(What this task involves) Please find every line of the listing below where "RunSummary" occurs and copy it.

(Data records)
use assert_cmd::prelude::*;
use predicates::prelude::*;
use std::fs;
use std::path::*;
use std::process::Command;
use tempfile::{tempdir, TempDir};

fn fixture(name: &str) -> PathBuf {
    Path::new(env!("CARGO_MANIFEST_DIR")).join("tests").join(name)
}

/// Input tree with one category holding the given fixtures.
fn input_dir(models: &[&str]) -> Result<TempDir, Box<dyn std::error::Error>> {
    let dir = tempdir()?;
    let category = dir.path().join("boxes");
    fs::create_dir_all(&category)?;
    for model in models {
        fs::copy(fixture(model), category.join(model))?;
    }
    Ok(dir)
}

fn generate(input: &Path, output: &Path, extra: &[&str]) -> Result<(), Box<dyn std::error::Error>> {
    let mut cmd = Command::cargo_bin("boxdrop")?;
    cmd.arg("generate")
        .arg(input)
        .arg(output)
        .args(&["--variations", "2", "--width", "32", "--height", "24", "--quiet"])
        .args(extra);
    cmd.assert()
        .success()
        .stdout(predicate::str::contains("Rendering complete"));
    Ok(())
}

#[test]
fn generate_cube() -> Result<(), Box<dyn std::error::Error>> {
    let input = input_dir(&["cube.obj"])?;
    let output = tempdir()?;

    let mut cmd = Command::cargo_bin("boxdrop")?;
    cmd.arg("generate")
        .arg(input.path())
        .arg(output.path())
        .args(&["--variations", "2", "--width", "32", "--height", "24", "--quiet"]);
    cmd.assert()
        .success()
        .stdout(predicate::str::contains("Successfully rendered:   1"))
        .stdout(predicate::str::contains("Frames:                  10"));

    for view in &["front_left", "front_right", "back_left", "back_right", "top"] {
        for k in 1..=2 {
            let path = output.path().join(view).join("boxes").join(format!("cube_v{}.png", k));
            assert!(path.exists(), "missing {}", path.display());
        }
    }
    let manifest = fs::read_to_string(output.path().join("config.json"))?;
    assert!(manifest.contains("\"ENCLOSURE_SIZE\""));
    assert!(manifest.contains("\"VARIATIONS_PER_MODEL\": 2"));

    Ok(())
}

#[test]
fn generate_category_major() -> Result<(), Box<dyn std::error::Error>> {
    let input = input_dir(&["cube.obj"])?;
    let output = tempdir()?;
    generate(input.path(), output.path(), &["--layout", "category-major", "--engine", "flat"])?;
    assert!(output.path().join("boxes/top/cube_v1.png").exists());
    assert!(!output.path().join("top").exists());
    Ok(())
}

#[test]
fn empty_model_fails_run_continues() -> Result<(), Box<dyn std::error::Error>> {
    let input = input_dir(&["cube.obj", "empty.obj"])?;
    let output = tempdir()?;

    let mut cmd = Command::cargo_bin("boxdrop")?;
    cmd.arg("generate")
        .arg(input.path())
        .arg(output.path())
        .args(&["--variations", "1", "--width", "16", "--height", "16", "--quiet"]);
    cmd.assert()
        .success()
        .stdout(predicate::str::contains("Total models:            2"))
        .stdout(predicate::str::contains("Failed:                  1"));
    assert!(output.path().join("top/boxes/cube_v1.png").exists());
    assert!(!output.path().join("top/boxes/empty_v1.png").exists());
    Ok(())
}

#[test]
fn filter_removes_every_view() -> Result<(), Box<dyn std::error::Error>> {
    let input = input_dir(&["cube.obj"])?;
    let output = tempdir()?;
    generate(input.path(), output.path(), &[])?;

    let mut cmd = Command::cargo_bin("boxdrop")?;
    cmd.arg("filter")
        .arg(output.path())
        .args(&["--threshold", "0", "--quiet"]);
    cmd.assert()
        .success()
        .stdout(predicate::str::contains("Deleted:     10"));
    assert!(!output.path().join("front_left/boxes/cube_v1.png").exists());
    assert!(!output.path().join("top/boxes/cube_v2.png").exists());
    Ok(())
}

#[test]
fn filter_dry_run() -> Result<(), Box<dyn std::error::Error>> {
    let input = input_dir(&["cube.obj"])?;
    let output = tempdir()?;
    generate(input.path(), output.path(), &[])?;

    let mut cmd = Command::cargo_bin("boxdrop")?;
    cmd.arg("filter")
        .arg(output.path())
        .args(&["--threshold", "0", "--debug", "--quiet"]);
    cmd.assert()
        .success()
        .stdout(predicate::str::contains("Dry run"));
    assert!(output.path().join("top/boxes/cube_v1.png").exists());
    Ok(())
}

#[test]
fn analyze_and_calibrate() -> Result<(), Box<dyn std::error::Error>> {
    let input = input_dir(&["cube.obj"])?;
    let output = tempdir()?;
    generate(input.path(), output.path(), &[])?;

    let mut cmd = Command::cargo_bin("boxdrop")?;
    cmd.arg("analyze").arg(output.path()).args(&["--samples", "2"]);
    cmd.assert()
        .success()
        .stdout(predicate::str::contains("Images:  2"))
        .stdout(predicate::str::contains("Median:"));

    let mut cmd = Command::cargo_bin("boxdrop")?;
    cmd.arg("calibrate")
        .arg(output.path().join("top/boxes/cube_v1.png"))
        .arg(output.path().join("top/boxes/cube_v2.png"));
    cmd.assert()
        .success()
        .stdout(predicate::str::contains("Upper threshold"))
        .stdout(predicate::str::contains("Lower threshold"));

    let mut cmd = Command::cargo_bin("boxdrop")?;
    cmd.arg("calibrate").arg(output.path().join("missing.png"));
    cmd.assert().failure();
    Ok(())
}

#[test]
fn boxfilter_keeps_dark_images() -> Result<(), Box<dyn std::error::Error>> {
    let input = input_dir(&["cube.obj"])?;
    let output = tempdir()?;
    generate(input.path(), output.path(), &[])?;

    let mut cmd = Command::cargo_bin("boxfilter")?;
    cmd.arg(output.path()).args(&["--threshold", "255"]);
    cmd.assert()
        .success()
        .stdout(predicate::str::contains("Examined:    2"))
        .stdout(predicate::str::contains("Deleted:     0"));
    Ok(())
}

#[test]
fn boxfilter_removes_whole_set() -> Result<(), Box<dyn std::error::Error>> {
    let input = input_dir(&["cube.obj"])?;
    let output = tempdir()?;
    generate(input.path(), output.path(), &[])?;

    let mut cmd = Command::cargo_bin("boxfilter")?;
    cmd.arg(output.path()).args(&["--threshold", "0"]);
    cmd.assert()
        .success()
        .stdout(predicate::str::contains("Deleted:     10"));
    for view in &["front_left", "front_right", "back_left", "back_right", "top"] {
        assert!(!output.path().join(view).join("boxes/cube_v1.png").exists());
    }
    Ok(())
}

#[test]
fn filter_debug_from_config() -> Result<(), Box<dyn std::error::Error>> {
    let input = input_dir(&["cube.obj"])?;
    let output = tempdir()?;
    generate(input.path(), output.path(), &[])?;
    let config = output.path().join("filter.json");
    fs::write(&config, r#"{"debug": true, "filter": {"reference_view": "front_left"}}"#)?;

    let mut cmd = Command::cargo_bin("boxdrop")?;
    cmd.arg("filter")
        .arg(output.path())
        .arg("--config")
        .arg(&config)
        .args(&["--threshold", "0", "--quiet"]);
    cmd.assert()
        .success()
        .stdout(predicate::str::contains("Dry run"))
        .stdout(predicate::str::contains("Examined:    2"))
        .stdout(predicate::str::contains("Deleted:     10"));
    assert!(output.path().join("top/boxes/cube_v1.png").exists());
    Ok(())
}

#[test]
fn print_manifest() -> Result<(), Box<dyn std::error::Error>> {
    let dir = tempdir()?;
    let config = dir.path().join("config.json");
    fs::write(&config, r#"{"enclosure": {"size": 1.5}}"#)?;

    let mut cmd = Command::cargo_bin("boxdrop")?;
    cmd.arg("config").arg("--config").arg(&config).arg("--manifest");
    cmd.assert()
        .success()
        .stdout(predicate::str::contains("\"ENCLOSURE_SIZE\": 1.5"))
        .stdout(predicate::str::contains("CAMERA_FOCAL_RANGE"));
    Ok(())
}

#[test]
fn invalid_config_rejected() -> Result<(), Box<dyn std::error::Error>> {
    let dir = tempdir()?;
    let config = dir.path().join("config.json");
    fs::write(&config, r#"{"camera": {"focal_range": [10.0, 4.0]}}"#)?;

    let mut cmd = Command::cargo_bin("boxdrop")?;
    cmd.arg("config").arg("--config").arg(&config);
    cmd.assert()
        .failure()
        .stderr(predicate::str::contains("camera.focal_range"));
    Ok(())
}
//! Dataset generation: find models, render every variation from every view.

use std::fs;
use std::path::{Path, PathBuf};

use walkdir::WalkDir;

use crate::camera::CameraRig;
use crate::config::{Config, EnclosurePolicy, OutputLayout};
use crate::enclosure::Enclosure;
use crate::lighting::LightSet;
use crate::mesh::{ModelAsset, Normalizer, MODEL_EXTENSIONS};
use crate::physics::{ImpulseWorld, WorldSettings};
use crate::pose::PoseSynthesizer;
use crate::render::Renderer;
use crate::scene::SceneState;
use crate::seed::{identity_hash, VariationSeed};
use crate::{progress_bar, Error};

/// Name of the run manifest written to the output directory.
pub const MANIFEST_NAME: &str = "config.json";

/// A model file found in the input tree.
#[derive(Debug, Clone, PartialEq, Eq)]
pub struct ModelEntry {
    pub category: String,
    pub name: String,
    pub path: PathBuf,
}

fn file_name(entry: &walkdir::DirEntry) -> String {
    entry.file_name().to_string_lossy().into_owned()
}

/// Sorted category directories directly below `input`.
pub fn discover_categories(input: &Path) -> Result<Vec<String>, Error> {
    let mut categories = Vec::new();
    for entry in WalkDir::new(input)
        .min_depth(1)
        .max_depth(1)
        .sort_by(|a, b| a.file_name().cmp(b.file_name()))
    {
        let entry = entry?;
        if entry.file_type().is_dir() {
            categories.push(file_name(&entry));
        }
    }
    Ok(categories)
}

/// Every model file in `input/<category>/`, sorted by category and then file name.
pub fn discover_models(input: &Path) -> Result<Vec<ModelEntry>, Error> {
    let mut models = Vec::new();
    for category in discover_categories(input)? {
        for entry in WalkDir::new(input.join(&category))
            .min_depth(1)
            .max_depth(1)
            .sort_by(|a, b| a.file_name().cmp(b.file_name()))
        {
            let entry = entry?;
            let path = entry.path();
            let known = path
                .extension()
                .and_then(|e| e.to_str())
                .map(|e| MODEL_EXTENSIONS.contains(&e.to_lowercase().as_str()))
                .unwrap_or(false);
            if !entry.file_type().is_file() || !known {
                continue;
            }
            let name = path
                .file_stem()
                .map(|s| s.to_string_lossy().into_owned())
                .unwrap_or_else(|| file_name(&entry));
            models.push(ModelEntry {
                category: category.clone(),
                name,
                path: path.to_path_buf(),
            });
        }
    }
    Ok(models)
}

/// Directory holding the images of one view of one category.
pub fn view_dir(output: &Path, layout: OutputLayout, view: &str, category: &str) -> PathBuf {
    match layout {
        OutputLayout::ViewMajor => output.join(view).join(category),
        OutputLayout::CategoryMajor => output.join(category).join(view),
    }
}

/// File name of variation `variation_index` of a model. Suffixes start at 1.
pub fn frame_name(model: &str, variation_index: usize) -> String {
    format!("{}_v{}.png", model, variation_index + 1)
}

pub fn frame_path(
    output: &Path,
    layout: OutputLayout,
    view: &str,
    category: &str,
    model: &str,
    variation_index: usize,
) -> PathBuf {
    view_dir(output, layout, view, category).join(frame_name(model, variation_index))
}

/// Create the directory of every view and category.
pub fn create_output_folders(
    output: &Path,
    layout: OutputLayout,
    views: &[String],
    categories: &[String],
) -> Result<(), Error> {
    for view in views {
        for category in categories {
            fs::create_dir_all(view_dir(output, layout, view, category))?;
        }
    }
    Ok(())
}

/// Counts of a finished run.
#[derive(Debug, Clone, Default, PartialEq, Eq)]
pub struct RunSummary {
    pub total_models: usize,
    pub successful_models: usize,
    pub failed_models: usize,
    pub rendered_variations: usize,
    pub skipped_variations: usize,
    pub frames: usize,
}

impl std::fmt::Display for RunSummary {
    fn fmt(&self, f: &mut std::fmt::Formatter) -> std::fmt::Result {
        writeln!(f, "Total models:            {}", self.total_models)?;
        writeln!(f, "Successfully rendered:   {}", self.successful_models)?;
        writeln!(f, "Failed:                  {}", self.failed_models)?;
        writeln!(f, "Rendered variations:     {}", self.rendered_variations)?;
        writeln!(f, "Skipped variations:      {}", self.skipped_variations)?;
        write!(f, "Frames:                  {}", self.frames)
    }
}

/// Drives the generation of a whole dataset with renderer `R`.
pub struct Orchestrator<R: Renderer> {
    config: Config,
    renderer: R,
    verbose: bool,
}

(Response)
pub struct RunSummary {
impl std::fmt::Display for RunSummary {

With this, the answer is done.